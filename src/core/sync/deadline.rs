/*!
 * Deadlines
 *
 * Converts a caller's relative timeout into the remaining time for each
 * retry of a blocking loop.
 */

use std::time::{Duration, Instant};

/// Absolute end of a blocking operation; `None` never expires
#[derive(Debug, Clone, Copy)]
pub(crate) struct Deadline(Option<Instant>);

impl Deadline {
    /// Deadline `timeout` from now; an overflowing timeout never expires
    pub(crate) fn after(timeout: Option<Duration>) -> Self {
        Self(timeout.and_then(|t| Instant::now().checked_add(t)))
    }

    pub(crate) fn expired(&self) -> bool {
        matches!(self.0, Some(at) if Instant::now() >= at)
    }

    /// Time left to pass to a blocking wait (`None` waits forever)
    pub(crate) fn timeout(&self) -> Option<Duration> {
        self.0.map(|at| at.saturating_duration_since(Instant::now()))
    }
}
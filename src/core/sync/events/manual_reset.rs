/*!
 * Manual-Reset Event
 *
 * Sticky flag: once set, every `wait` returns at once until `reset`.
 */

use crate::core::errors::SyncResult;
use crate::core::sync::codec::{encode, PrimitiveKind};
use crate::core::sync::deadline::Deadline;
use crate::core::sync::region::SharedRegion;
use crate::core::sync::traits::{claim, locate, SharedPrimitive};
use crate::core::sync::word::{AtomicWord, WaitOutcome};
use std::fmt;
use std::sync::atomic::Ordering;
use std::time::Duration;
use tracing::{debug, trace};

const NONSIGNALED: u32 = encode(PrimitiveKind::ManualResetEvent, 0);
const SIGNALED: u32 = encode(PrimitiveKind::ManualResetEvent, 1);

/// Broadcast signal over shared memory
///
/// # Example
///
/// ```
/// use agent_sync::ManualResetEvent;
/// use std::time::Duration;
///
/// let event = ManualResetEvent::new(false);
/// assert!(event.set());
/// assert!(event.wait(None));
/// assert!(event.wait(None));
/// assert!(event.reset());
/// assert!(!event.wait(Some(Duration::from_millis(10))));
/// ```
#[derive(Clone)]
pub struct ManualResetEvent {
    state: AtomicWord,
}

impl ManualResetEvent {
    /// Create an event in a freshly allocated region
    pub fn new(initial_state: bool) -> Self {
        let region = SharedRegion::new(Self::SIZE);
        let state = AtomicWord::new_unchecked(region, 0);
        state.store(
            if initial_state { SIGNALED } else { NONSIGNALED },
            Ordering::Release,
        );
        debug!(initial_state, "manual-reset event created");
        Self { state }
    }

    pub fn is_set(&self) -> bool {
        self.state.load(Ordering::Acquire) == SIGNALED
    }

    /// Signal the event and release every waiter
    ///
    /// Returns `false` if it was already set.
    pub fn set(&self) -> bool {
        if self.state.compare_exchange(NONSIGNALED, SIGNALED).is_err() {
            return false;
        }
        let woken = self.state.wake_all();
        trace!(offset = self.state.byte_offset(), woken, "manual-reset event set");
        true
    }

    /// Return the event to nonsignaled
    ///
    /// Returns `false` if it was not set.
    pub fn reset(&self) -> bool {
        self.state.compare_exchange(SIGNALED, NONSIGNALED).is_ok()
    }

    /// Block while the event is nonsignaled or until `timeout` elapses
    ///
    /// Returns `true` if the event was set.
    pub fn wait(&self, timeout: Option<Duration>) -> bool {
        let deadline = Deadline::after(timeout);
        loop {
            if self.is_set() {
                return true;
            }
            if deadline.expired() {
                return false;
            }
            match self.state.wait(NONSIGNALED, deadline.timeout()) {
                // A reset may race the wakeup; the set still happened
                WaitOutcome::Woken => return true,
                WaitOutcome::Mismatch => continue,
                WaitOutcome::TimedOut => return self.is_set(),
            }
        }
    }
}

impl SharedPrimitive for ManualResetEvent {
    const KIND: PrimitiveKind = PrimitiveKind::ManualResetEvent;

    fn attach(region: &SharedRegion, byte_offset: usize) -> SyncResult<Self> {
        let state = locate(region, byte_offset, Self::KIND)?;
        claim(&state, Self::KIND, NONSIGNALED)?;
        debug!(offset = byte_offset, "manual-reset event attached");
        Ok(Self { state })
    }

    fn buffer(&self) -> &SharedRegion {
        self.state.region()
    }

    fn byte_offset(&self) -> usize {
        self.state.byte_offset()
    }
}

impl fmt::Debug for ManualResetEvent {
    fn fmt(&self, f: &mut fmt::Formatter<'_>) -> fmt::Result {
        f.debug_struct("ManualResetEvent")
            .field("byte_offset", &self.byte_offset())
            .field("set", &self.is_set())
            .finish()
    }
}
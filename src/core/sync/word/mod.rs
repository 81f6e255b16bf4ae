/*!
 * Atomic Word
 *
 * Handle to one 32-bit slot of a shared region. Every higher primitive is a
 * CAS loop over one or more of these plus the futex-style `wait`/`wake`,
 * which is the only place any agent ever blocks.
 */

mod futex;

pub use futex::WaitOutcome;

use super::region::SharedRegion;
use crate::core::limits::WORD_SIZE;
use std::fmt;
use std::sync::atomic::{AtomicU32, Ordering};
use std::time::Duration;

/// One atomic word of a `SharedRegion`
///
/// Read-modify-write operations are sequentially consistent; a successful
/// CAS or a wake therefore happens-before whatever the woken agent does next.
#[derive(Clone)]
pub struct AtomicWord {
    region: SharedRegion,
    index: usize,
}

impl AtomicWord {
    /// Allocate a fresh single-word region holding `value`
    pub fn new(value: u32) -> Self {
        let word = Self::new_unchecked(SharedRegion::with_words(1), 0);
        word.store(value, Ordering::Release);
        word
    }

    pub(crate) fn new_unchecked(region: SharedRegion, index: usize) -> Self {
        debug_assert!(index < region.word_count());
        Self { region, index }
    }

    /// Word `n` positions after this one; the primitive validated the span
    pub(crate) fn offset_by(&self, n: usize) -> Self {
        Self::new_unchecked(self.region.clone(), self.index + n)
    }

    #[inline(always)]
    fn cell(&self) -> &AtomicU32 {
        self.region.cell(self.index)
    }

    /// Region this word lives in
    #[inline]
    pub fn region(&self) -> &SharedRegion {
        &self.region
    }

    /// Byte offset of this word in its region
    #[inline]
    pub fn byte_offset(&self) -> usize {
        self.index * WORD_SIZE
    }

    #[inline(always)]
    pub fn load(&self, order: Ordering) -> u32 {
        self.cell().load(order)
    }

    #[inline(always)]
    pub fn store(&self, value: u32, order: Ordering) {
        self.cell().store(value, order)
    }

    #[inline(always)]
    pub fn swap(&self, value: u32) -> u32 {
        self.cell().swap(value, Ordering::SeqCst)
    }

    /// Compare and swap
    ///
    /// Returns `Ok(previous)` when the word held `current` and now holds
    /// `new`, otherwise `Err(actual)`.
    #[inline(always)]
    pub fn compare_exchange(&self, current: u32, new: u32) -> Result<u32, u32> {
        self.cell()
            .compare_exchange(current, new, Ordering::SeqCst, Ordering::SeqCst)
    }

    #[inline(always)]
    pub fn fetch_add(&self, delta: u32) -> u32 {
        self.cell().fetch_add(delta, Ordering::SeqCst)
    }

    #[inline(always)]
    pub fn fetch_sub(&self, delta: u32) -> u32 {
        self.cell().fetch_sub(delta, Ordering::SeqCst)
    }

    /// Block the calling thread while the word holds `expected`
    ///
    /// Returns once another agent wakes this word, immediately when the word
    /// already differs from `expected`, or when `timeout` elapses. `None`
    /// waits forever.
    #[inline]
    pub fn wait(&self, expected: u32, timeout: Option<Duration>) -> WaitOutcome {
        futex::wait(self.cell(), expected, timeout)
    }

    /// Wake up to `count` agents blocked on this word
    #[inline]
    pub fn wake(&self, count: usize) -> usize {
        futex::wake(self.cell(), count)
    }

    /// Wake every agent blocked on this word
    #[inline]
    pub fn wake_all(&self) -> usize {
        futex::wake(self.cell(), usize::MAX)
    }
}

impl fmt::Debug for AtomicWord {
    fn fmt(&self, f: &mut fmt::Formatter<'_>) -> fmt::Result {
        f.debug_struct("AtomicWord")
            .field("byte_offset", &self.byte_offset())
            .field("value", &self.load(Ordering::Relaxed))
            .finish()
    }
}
********
§ Problem
If a line in the data contains the string "holds", copy it.

§ Task solution
    /// Returns `Ok(previous)` when the word held `current` and now holds
    /// Block the calling thread while the word holds `expected`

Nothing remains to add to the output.